Asked about the schools that stayed open to accommodate the students, Alexis thought she was better off studying at her grandmother’s house, “My time is better spent at home studying,” she said.

Another Empowered Fe Fe who attends public school is Shannon Young, a senior at Vaughn. Shannon lives with her mother, who works during the day. Rather than go to a “Children First” site, she spent the first few days of the strike at a friend’s house. After she graduates, she wants to study math and reading at the University of Illinois. But Shannon is concerned that the strike her timeline for graduation. “I will be very upset if the strike [continues],” she said. “I want to stay in school so I can graduate.”

Garrett and Gavin Jones are brothers who participate in Access Living’s Disability Justice Mentoring Project. They’ve stayed home during the strike. According to their mother, who posted on Access Living’s Facebook Page, “We are hanging around home, catching up on homework, and going to therapies at RIC (Rehabilitation Institute of Chicago).

Though the issues involved around the strike in Chicago are complex, most everyone hopes the strike will end soon so that educators can get back to the business of teaching, and students can get back to the business of learning.

On Monday, September 17, the Chicago Public Schools filed a legal request in Court to issue a preliminary injunction to end the strike. According to the Sun-Times, the legal document includes specific mention of Special Education. Referring to public school students, the document says: “All of these students now face the all too real prospect of prolonged hunger, increased risk of violence and disruption of critical special education services, and all because of decisions not of their making, in which they did not have a voice or a vote,” the complaint alleges.”
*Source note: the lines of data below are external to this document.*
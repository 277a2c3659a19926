pub mod initialize;
#[cfg(test)]
pub mod memory;
pub mod pool;
pub mod queries;
pub mod stats;
pub mod store;

pub use initialize::init_db;
pub use pool::DbPool;
pub use store::{SqliteStore, TrackerStore};
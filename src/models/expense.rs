use serde::{Deserialize, Serialize};

/// Row of the `expenses` table.
#[derive(Debug, Clone, PartialEq, Serialize)]
pub struct Expense {
    pub expense_id: i64,
    pub date: String, // DD-MM-YYYY
    pub emp_name: String,
    pub emp_id: String,
    pub expense_category: String,
    pub expense_price: f64,
}

/// Request payload of `POST /api/expense`. Every field is required.
#[derive(Debug, Clone, PartialEq, Deserialize)]
pub struct NewExpense {
    pub emp_name: String,
    pub emp_id: String,
    pub expense_category: String,
    pub expense_price: f64,
}

impl NewExpense {
    pub fn into_expense(self, date: String) -> Expense {
        Expense {
            expense_id: 0,
            date,
            emp_name: self.emp_name,
            emp_id: self.emp_id,
            expense_category: self.expense_category,
            expense_price: self.expense_price,
        }
    }
}
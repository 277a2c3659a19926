pub mod auth;
pub mod backup;
pub mod config;
pub mod dashboard;
pub mod employees;
pub mod export;
pub mod records;
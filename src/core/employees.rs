use crate::db::TrackerStore;
use crate::errors::AppResult;
use crate::models::Employee;
use serde::Deserialize;

/// Body of `POST /api/admin/employees`. Both fields are required.
#[derive(Debug, Clone, Deserialize)]
pub struct NewEmployeeRequest {
    pub emp_name: String,
    pub emp_id: String,
}

pub struct EmployeeLogic;

impl EmployeeLogic {
    pub fn list(store: &dyn TrackerStore) -> AppResult<Vec<Employee>> {
        store.list_employees()
    }

    /// Insert as given. A duplicate id surfaces as a storage error.
    pub fn add(store: &dyn TrackerStore, req: NewEmployeeRequest) -> AppResult<Employee> {
        let employee = Employee::new(req.emp_id, req.emp_name);
        store.add_employee(&employee)?;
        Ok(employee)
    }

    /// Remove every employee. Logs, deliveries and expenses are kept.
    pub fn delete_all(store: &dyn TrackerStore) -> AppResult<usize> {
        store.delete_all_employees()
    }
}
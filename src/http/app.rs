use axum::{
    Router,
    routing::{get, post},
};
use tower_http::{
    cors::{Any, CorsLayer},
    trace::TraceLayer,
};

use super::handlers::{
    add_employee, admin_login, change_admin_password, dashboard, delete_all_employees, index,
    list_employees, login, logout, record_delivery, record_expense,
};
use super::state::AppState;

fn api_routes() -> Router<AppState> {
    Router::new()
        // Employees
        .route("/login", post(login))
        .route("/logout", post(logout))
        .route("/delivery", post(record_delivery))
        .route("/expense", post(record_expense))
        // Admin
        .route("/admin/login", post(admin_login))
        .route("/admin/dashboard", get(dashboard))
        .route("/admin/employees", get(list_employees).post(add_employee))
        .route("/admin/employees/delete_all", post(delete_all_employees))
        .route("/admin/password", post(change_admin_password))
}

pub fn create_app(state: AppState) -> Router {
    // Any origin may call the API.
    let cors = CorsLayer::new()
        .allow_origin(Any)
        .allow_methods(Any)
        .allow_headers(Any);

    Router::new()
        .route("/", get(index))
        .nest("/api", api_routes())
        .layer(TraceLayer::new_for_http())
        .layer(cors)
        .with_state(state)
}
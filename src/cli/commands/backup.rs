use crate::cli::parser::Commands;
use crate::config::Config;
use crate::core::backup::BackupLogic;
use crate::errors::AppResult;

pub fn handle(cmd: &Commands, cfg: &Config) -> AppResult<()> {
    if let Commands::Backup {
        file,
        compress,
        force,
    } = cmd
    {
        BackupLogic::backup(&cfg.database_path(), file, *compress, *force)?;
    }

    Ok(())
}
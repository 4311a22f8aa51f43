use std::sync::atomic::{AtomicBool, Ordering};
use std::sync::Arc;

use chrono::{DateTime, Utc};
use rayon::prelude::*;
use serde::{Deserialize, Serialize};

use crate::angles::{self, sample_frame, JointAngleSeries};
use crate::catalog::ExerciseCatalog;
use crate::config::AnalysisConfig;
use crate::mapper::{ExerciseActivation, MuscleActivationMapper, PoseSignals};
use crate::metrics::{
    reps_counted_total, segments_analyzed_total, segments_cancelled_total, segments_insufficient_total,
    unknown_exercises_total, Metrics,
};
use crate::models::SegmentInput;
use crate::quality::assess;
use crate::reps::{count_reps, representative_series};
use crate::session::aggregate_session;
use crate::types::{
    ActivationVector, ExerciseFamily, ExerciseObservation, FeedbackCode, InsufficientData, JointKind,
    SessionActivationVector,
};

/// Kooperativ kansellering, sjekkes mellom frame-batcher.
#[derive(Debug, Clone, Default)]
pub struct CancelToken(Arc<AtomicBool>);

impl CancelToken {
    pub fn new() -> Self {
        Self::default()
    }

    pub fn cancel(&self) {
        self.0.store(true, Ordering::SeqCst);
    }

    pub fn is_cancelled(&self) -> bool {
        self.0.load(Ordering::SeqCst)
    }
}

/// Observasjon + aktivering for ett segment.
#[derive(Debug, Clone, PartialEq, Serialize, Deserialize)]
pub struct SegmentResult {
    pub observation: ExerciseObservation,
    pub activation: ExerciseActivation,
}

impl SegmentResult {
    pub fn new(observation: ExerciseObservation, activation: ExerciseActivation) -> Self {
        Self { observation, activation }
    }
}

#[derive(Debug, Clone, PartialEq, Serialize, Deserialize)]
pub struct SessionAnalysis {
    pub segments: Vec<SegmentResult>,
    pub session: SessionActivationVector,
}

pub struct SegmentAnalyzer<'a> {
    cfg: &'a AnalysisConfig,
    mapper: MuscleActivationMapper<'a>,
    metrics: &'a Metrics,
}

impl<'a> SegmentAnalyzer<'a> {
    pub fn new(catalog: &'a ExerciseCatalog, cfg: &'a AnalysisConfig, metrics: &'a Metrics) -> Self {
        Self {
            cfg,
            mapper: MuscleActivationMapper::new(catalog, cfg.mapper.clone()),
            metrics,
        }
    }

    pub fn mapper(&self) -> &MuscleActivationMapper<'a> {
        &self.mapper
    }

    /// Ett segment, uten kansellering.
    pub fn analyze(&self, seg: &SegmentInput) -> SegmentResult {
        let series = angles::extract(&seg.frames, seg.fps, &self.cfg.extraction);
        self.analyze_angles(&seg.exercise_name, seg.variation.as_deref(), seg.duration_sec(), &series)
    }

    /// Som `analyze`, men gir `None` hvis tokenet kanselleres underveis.
    /// Et segment gir enten en hel observasjon eller ingenting.
    pub fn analyze_cancellable(&self, seg: &SegmentInput, token: &CancelToken) -> Option<SegmentResult> {
        let batch = self.cfg.pool.batch_size.max(1);
        let mut samples = Vec::with_capacity(seg.frames.len());
        for (b, chunk) in seg.frames.chunks(batch).enumerate() {
            if token.is_cancelled() {
                segments_cancelled_total(self.metrics).inc();
                log::warn!("pipeline: '{}' kansellert etter {} frames", seg.exercise_name, b * batch);
                return None;
            }
            for (i, frame) in chunk.iter().enumerate() {
                samples.push(sample_frame(b * batch + i, frame, &self.cfg.extraction));
            }
        }
        let series = JointAngleSeries::from_samples(samples, seg.fps);
        Some(self.analyze_angles(&seg.exercise_name, seg.variation.as_deref(), seg.duration_sec(), &series))
    }

    /// Kjernen: vinkelserier → reps + kvalitet → observasjon, navn → aktivering.
    pub fn analyze_angles(
        &self,
        name: &str,
        variation: Option<&str>,
        duration_sec: f64,
        series: &JointAngleSeries,
    ) -> SegmentResult {
        segments_analyzed_total(self.metrics).inc();

        let insufficient = if series.is_empty() {
            Some(InsufficientData::NoConfidentKeypoints)
        } else if series.sample_count() < self.cfg.reps.min_samples {
            Some(InsufficientData::TooFewSamples)
        } else {
            None
        };
        if let Some(reason) = insufficient {
            segments_insufficient_total(self.metrics).inc();
            log::warn!("pipeline: '{}' mangler posedata ({})", name, reason.as_str());
            let observation = ExerciseObservation::neutral(name, variation, duration_sec, reason);
            return SegmentResult::new(observation, self.empty_activation(name, variation));
        }

        let family = ExerciseFamily::from_name(name);
        let rep_series = representative_series(family, series);
        let reps = count_reps(&rep_series, series.fps, &self.cfg.reps);
        let quality = assess(family, series, &reps, &self.cfg.quality);

        let mut feedback = quality.feedback;
        if let Some(reason) = reps.insufficient {
            feedback.retain(|f| *f != FeedbackCode::FormOk);
            feedback.push(FeedbackCode::InsufficientData { reason });
        }
        reps_counted_total(self.metrics).inc_by(u64::from(reps.reps));

        let observation = ExerciseObservation {
            name: name.to_string(),
            variation: variation.map(str::to_string),
            duration_sec: duration_sec.max(0.0),
            rep_count: reps.reps,
            quality_score: quality.score,
            symmetry_score: quality.symmetry,
            tempo_consistency: quality.tempo,
            joints: series.stats(),
            rep_cycles: reps.cycles,
            feedback,
            applied_rules: quality.applied_rules,
            insufficient: None,
        };

        let pose = PoseSignals { knee_min: series.side_avg_min(JointKind::Knee) };
        let activation = self.mapper.activation(name, variation, &pose);
        if activation.is_unknown() {
            unknown_exercises_total(self.metrics).inc();
        }

        log::debug!(
            "pipeline: '{}' ({:?}) reps={} quality={:.2}",
            name,
            family,
            observation.rep_count,
            observation.quality_score
        );
        SegmentResult::new(observation, activation)
    }

    /// Identiteten beholdes, men uten aktivering.
    fn empty_activation(&self, name: &str, variation: Option<&str>) -> ExerciseActivation {
        let mut act = self.mapper.activation(name, variation, &PoseSignals::default());
        if act.is_unknown() {
            unknown_exercises_total(self.metrics).inc();
        }
        act.activation = ActivationVector::new();
        act.primary_muscles.clear();
        act.secondary_muscles.clear();
        act.modifiers_applied.clear();
        act
    }

    /// Segmenter parallelt i en pool med min(max_workers, n) tråder.
    /// Kansellerte segmenter utelates; rekkefølgen på resten beholdes.
    pub fn analyze_batch(&self, segments: &[SegmentInput], token: &CancelToken) -> Vec<SegmentResult> {
        if segments.is_empty() {
            return Vec::new();
        }
        let workers = self.cfg.pool.max_workers.min(segments.len()).max(1);
        let run = || {
            segments
                .par_iter()
                .filter_map(|s| self.analyze_cancellable(s, token))
                .collect::<Vec<_>>()
        };
        match rayon::ThreadPoolBuilder::new().num_threads(workers).build() {
            Ok(pool) => pool.install(run),
            Err(e) => {
                log::warn!("pipeline: kunne ikke bygge trådpool ({e}), kjører sekvensielt");
                segments.iter().filter_map(|s| self.analyze_cancellable(s, token)).collect()
            }
        }
    }

    /// Batch + aggregering til én økt.
    pub fn analyze_session(
        &self,
        segments: &[SegmentInput],
        token: &CancelToken,
        recorded_at: DateTime<Utc>,
    ) -> SessionAnalysis {
        let results = self.analyze_batch(segments, token);
        let session = aggregate_session(&results, &self.cfg.session, recorded_at);
        SessionAnalysis { segments: results, session }
    }
}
While special education students probably appreciate the recognition, all students, whether disabled or not, and whether in special education or general education programming, will miss at least seven days of school. Each student, not just special education students, face “disruption” of “critical” services.
And when the strike ends and resolutions are reaches, it is the hope of Access Living, and probably people throughout Chicago, that students, both disabled and non disabled, are the ones who benefit most from the agreements.